In making his case, he compares the experiences of Russian dissidents Sakharov and Solzhenitsyn with Chinese dissident Chen Guangcheng and his conclusion is that a rising China means that Chinese dissidents will have less leverage today than Russian dissidents had in the 1970s.
That’s all well and good, I suppose, but the real issue I have with Moyn’s piece is that he uses this argument about dissidents as a jumping off point for a much broader critique of the idea of human rights and states’ interests. Or at least I suspect that Moyn’s point is to make a broad critique. What he ends up arguing, I think, lacks any real force:
Human rights have succeeded in combating totalitarianism and preventing atrocities but have proved less able to promote the good life for people suffering less spectacular wrongs.
As a scholar of human rights, as well as an advocate of their general diffusion around the world, I’ll take this sort of criticism any day. What Moyn is saying is that the idea of human rights has succeeded in combating totalitarianism and preventing atrocities. He just thinks that the idea of human rights hasn’t done more than that. But this success, in itself, is pretty spectacular … especially if, like Moyn, you happen to believe that the idea of human rights really came into its own in the 1970s (in other words, well within the lifetimes of many people who will read this blog post).
Let’s also note that promotion of “the good life” is quite controversial. In other words, if the idea of human rights also managed to promote some version of the good life all over the world, some would certainly consider it a triumph but others would call it unbridled Western imperialism. It’s more difficult to level that charge — though many still do so — when the language of human rights is used to oppose totalitarian regimes and major atrocities.
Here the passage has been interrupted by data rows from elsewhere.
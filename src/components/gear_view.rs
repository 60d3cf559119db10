use yew::prelude::*;

use crate::geometry::{VIEW_BOX, VIEW_CENTER, gear_path, spokes};
use crate::model::GearSpec;

const HUB_RADIUS: f64 = 15.0;
const DOT_RADIUS: f64 = 5.0;
const SPOKE_COUNT: u32 = 6;
const SPOKE_FROM: f64 = 20.0;
const SPOKE_TO: f64 = 32.0;

#[derive(Properties, PartialEq, Clone)]
pub struct GearViewProps {
    pub spec: GearSpec,
    /// Already-smoothed angle to draw at.
    pub rotation_deg: f64,
}

#[function_component(GearView)]
pub fn gear_view(props: &GearViewProps) -> Html {
    let path = use_memo(props.spec, |spec| gear_path(spec).to_string());
    let spoke_lines = use_memo((), |_| spokes(SPOKE_COUNT, SPOKE_FROM, SPOKE_TO));
    let view_box = format!("0 0 {VIEW_BOX} {VIEW_BOX}");
    let cx = VIEW_CENTER.x.to_string();
    let cy = VIEW_CENTER.y.to_string();

    html! {
        <svg
            viewBox={view_box}
            style={format!("width:100%; height:100%; transform:rotate({:.3}deg);", props.rotation_deg)}
        >
            <defs>
                <linearGradient id="gearGradient" x1="0%" y1="0%" x2="100%" y2="100%">
                    <stop offset="0%" stop-color="var(--gear-primary)" stop-opacity="0.8" />
                    <stop offset="50%" stop-color="var(--gear-accent)" stop-opacity="0.6" />
                    <stop offset="100%" stop-color="var(--gear-primary)" stop-opacity="0.8" />
                </linearGradient>
                <filter id="gearGlow">
                    <feGaussianBlur stdDeviation="2" result="coloredBlur" />
                    <feMerge>
                        <feMergeNode in="coloredBlur" />
                        <feMergeNode in="SourceGraphic" />
                    </feMerge>
                </filter>
            </defs>
            <path
                d={(*path).clone()}
                fill="none"
                stroke="url(#gearGradient)"
                stroke-width="2"
                filter="url(#gearGlow)"
            />
            <circle
                cx={cx.clone()}
                cy={cy.clone()}
                r={props.spec.inner_radius().to_string()}
                fill="none"
                stroke="var(--gear-primary)"
                stroke-width="2"
                opacity="0.6"
            />
            <circle
                cx={cx.clone()}
                cy={cy.clone()}
                r={HUB_RADIUS.to_string()}
                fill="var(--gear-secondary)"
                stroke="var(--gear-primary)"
                stroke-width="2"
            />
            <circle
                cx={cx}
                cy={cy}
                r={DOT_RADIUS.to_string()}
                fill="var(--gear-primary)"
                filter="url(#gearGlow)"
            />
            { for spoke_lines.iter().enumerate().map(|(i, (from, to))| html! {
                <line
                    key={i}
                    x1={format!("{:.3}", from.x)}
                    y1={format!("{:.3}", from.y)}
                    x2={format!("{:.3}", to.x)}
                    y2={format!("{:.3}", to.y)}
                    stroke="var(--gear-primary)"
                    stroke-width="2"
                    opacity="0.5"
                />
            }) }
        </svg>
    }
}
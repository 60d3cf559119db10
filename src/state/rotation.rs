// Visual rotation accumulated across gestures since mount.
#[derive(Default, Debug, Clone, Copy, PartialEq)]
pub struct RotationAccumulator {
    rotation_deg: f64,
}

impl RotationAccumulator {
    /// Not normalised: two full turns read as 720.
    pub fn rotation_deg(&self) -> f64 {
        self.rotation_deg
    }

    pub fn apply(&mut self, delta: f64) -> f64 {
        self.rotation_deg += delta;
        self.rotation_deg
    }
}
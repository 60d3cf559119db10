// Turns angular deltas into directional scroll commands.
use crate::model::{ScrollCommand, ScrollDirection};

/// Deltas at or below this many degrees are jitter and never emitted.
pub const DEAD_ZONE_DEG: f64 = 0.5;
/// Scroll pixels per degree of rotation.
pub const SCROLL_SCALE: f64 = 3.0;

#[derive(Default, Debug, Clone, Copy)]
pub struct ScrollEventEmitter;

impl ScrollEventEmitter {
    /// Clockwise (positive) rotation scrolls down. No clamping happens here;
    /// the receiving container owns its own bounds.
    pub fn evaluate(&self, delta: f64) -> Option<ScrollCommand> {
        if !(delta.abs() > DEAD_ZONE_DEG) {
            return None;
        }
        let direction = if delta > 0.0 {
            ScrollDirection::Down
        } else {
            ScrollDirection::Up
        };
        Some(ScrollCommand {
            direction,
            magnitude: delta.abs() * SCROLL_SCALE,
        })
    }
}
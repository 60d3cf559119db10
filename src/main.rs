mod components;
mod config;
mod geometry;
mod input;
mod model;
mod state;
mod util;

use components::app::{App, AppProps};
use config::GearConfig;

fn main() {
    console_error_panic_hook::set_once();
    wasm_logger::init(wasm_logger::Config::new(log::Level::Debug));
    let config = GearConfig::load();
    yew::Renderer::<App>::with_props(AppProps { config }).render();
}
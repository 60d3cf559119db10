//! Core data models for the gear scroll widget.
//! Coordinates are client (viewport) pixels unless noted otherwise.

use serde::{Deserialize, Serialize};
use thiserror::Error;

#[derive(Clone, Copy, Debug, Default, PartialEq, Serialize, Deserialize)]
pub struct Point {
    pub x: f64,
    pub y: f64,
}

impl Point {
    pub const fn new(x: f64, y: f64) -> Self {
        Self { x, y }
    }
}

/// Screen-space box of the rendered widget, as reported by the DOM.
#[derive(Clone, Copy, Debug, PartialEq)]
pub struct BoundingBox {
    pub left: f64,
    pub top: f64,
    pub width: f64,
    pub height: f64,
}

impl BoundingBox {
    pub fn center(&self) -> Point {
        Point::new(self.left + self.width / 2.0, self.top + self.height / 2.0)
    }

    /// A box is usable when it has finite coordinates and a non-zero area.
    pub fn is_usable(&self) -> bool {
        [self.left, self.top, self.width, self.height]
            .iter()
            .all(|v| v.is_finite())
            && self.width > 0.0
            && self.height > 0.0
    }
}

/// Anything that can report where the widget currently sits on screen.
/// Queried fresh on every gesture start.
pub trait WidgetBounds {
    fn bounding_box(&self) -> Option<BoundingBox>;
}

impl WidgetBounds for BoundingBox {
    fn bounding_box(&self) -> Option<BoundingBox> {
        Some(*self)
    }
}

impl WidgetBounds for Option<BoundingBox> {
    fn bounding_box(&self) -> Option<BoundingBox> {
        *self
    }
}

#[derive(Clone, Copy, Debug, Default, PartialEq)]
pub struct GestureState {
    pub active: bool,
    /// Only meaningful while `active`.
    pub last_angle_deg: f64,
}

#[derive(Clone, Copy, Debug, PartialEq, Eq)]
pub enum ScrollDirection {
    Up,
    Down,
}

#[derive(Clone, Copy, Debug, PartialEq)]
pub struct ScrollCommand {
    pub direction: ScrollDirection,
    /// Scroll distance in pixels, never negative.
    pub magnitude: f64,
}

impl ScrollCommand {
    /// Offset for a vertical `scrollBy`: positive moves content down the page.
    pub fn signed_offset(&self) -> f64 {
        match self.direction {
            ScrollDirection::Down => self.magnitude,
            ScrollDirection::Up => -self.magnitude,
        }
    }
}

#[derive(Clone, Copy, Debug, PartialEq, Eq, Error)]
pub enum GearSpecError {
    #[error("a gear needs at least 3 teeth, got {0}")]
    TooFewTeeth(u32),
    #[error("inner radius must be positive")]
    NonPositiveInnerRadius,
    #[error("outer radius must be larger than the inner radius")]
    OuterNotAboveInner,
    #[error("tooth height must be a non-negative finite number")]
    NegativeToothHeight,
}

/// Parameters of the procedural gear outline, in view-box units.
#[derive(Clone, Copy, Debug, PartialEq, Serialize, Deserialize)]
#[serde(try_from = "RawGearSpec")]
pub struct GearSpec {
    teeth_count: u32,
    inner_radius: f64,
    outer_radius: f64,
    tooth_height: f64,
}

#[derive(Deserialize)]
#[serde(default)]
struct RawGearSpec {
    teeth_count: u32,
    inner_radius: f64,
    outer_radius: f64,
    tooth_height: f64,
}

impl Default for RawGearSpec {
    fn default() -> Self {
        let d = GearSpec::default();
        Self {
            teeth_count: d.teeth_count,
            inner_radius: d.inner_radius,
            outer_radius: d.outer_radius,
            tooth_height: d.tooth_height,
        }
    }
}

impl TryFrom<RawGearSpec> for GearSpec {
    type Error = GearSpecError;

    fn try_from(raw: RawGearSpec) -> Result<Self, Self::Error> {
        GearSpec::new(
            raw.teeth_count,
            raw.inner_radius,
            raw.outer_radius,
            raw.tooth_height,
        )
    }
}

impl GearSpec {
    pub fn new(
        teeth_count: u32,
        inner_radius: f64,
        outer_radius: f64,
        tooth_height: f64,
    ) -> Result<Self, GearSpecError> {
        if teeth_count < 3 {
            return Err(GearSpecError::TooFewTeeth(teeth_count));
        }
        // NaN fails every comparison below, so it is rejected too.
        if !(inner_radius > 0.0) {
            return Err(GearSpecError::NonPositiveInnerRadius);
        }
        if !(outer_radius > inner_radius) || !outer_radius.is_finite() {
            return Err(GearSpecError::OuterNotAboveInner);
        }
        if !(tooth_height >= 0.0) || !tooth_height.is_finite() {
            return Err(GearSpecError::NegativeToothHeight);
        }
        Ok(Self {
            teeth_count,
            inner_radius,
            outer_radius,
            tooth_height,
        })
    }

    pub fn teeth_count(&self) -> u32 {
        self.teeth_count
    }

    pub fn inner_radius(&self) -> f64 {
        self.inner_radius
    }

    pub fn outer_radius(&self) -> f64 {
        self.outer_radius
    }

    pub fn tooth_height(&self) -> f64 {
        self.tooth_height
    }

    /// Radius of the tooth tips.
    pub fn tip_radius(&self) -> f64 {
        self.outer_radius + self.tooth_height()
    }
}

impl Default for GearSpec {
    fn default() -> Self {
        Self {
            teeth_count: 16,
            inner_radius: 35.0,
            outer_radius: 50.0,
            tooth_height: 12.0,
        }
    }
}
In this sense, I’d argue that Moyn’s criticism is misguided. The idea of human rights has, by his own admission, done some pretty impressive work in a relatively short period of time. That it hasn’t yet done even more seems like saying, “This camera is pretty great at taking photographs, but the technology is limited if it can’t make phone calls.”
Cameras didn’t make phone calls twenty years ago, but some of them — like the one embedded in my iPhone — do exactly that today. The same might be true of the ability of human rights language to promote some vision of the good life for everyone. Or maybe not. We might decide, for a whole variety of reasons, that the main purpose of human rights language should be preventative of some bad things rather than promotional of some good things. That wouldn’t mean cameras that don’t make phone calls are bad cameras.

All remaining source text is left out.